◆ **Activity**
Here is the task for the records below: repeat exactly the lines from the one with "a fixed script." to the one with "it instead returns", both included, and nothing else.

◆ **Records shown**

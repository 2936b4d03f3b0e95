//! Scripted engine for tests and demos.
//!
//! Replays a predefined sequence of turns instead of calling any model,
//! exercising the full observer/termination/cost plumbing without network
//! access. Grounded in the same role a mock model plays for provider code.

use async_trait::async_trait;

use super::{ChatEngine, EngineResult};
use crate::agent::AgentSet;
use crate::cost::CostEntry;
use crate::error::EngineError;
use crate::message::Message;
use crate::observer::{ChatObserver, ReplyDecision};
use crate::session::{SessionResult, TerminationReason};

/// One canned turn of a scripted session.
#[derive(Debug, Clone)]
pub struct ScriptedTurn {
    sender: Option<String>,
    recipient: Option<String>,
    content: String,
    cost: Option<CostEntry>,
}

impl ScriptedTurn {
    /// A turn attributed to a named agent.
    #[must_use]
    pub fn new(sender: impl Into<String>, content: impl Into<String>) -> Self {
        Self {
            sender: Some(sender.into()),
            recipient: None,
            content: content.into(),
            cost: None,
        }
    }

    /// A turn without sender attribution, as one-on-one exchanges emit.
    #[must_use]
    pub fn anonymous(content: impl Into<String>) -> Self {
        Self {
            sender: None,
            recipient: None,
            content: content.into(),
            cost: None,
        }
    }

    /// Address the turn to a specific agent instead of the proxy.
    #[must_use]
    pub fn to(mut self, recipient: impl Into<String>) -> Self {
        self.recipient = Some(recipient.into());
        self
    }

    /// Attach the cost billed for producing this turn.
    #[must_use]
    pub fn with_cost(mut self, cost: CostEntry) -> Self {
        self.cost = Some(cost);
        self
    }
}

/// Engine that replays a fixed script.
///
/// Per replayed turn it invokes the observer (honoring overrides), records
/// any cost entry, and checks the roster's termination predicate. It stops at
/// the sentinel, the end of the script, or the round cap, whichever comes
/// first. Constructed with [`ScriptedEngine::failing`], it instead returns
/// the given error unchanged, for exercising failure propagation.
#[derive(Debug, Clone, Default)]
pub struct ScriptedEngine {
    turns: Vec<ScriptedTurn>,
    failure: Option<EngineError>,
}

impl ScriptedEngine {
    /// Engine replaying `turns` in order.
    #[must_use]
    pub fn new(turns: Vec<ScriptedTurn>) -> Self {
        Self {
            turns,
            failure: None,
        }
    }

    /// Engine that fails every run with `error`.
    #[must_use]
    pub fn failing(error: EngineError) -> Self {
        Self {
            turns: Vec::new(),
            failure: Some(error),
        }
    }
}

impl FromIterator<ScriptedTurn> for ScriptedEngine {
    fn from_iter<I: IntoIterator<Item = ScriptedTurn>>(iter: I) -> Self {
        Self::new(iter.into_iter().collect())
    }
}

#[async_trait]
impl ChatEngine for ScriptedEngine {
    async fn run(
        &self,
        agents: &AgentSet,
        opening: Message,
        max_rounds: usize,
        observer: &dyn ChatObserver,
    ) -> EngineResult<SessionResult> {
        if let Some(failure) = &self.failure {
            return Err(failure.clone());
        }

        let detector = agents.proxy();
        let mut transcript = vec![opening];
        let mut cost = Vec::new();
        let mut termination = TerminationReason::RoundLimit;

        // The opening message occupies the first round.
        let remaining = max_rounds.saturating_sub(1);
        for turn in self.turns.iter().take(remaining) {
            let recipient_name = turn.recipient.as_deref().unwrap_or_else(|| detector.name());
            let Some(recipient) = agents.get(recipient_name) else {
                return Err(EngineError::provider(format!(
                    "scripted turn addressed to unknown agent: {recipient_name}"
                )));
            };

            let message = match &turn.sender {
                Some(name) => Message::from_agent(name.clone(), turn.content.clone()),
                None => Message::assistant(turn.content.clone()),
            };
            let sender = turn.sender.as_deref().unwrap_or_else(|| detector.name());

            transcript.push(message);
            let decision = observer.on_message(recipient, &transcript, sender).await;
            if let ReplyDecision::Override(reply) = decision {
                transcript.pop();
                transcript.push(reply);
            }

            if let Some(entry) = &turn.cost {
                cost.push(entry.clone());
            }

            let last = transcript.last().expect("transcript is non-empty");
            if detector.is_termination_message(&last.content) {
                termination = TerminationReason::Sentinel;
                break;
            }
        }

        Ok(SessionResult::new(transcript, cost, termination))
    }
}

◆ **Written reply**
/// Engine that replays a fixed script.
///
/// Per replayed turn it invokes the observer (honoring overrides), records
/// any cost entry, and checks the roster's termination predicate. It stops at
/// the sentinel, the end of the script, or the round cap, whichever comes
/// first. Constructed with [`ScriptedEngine::failing`], it instead returns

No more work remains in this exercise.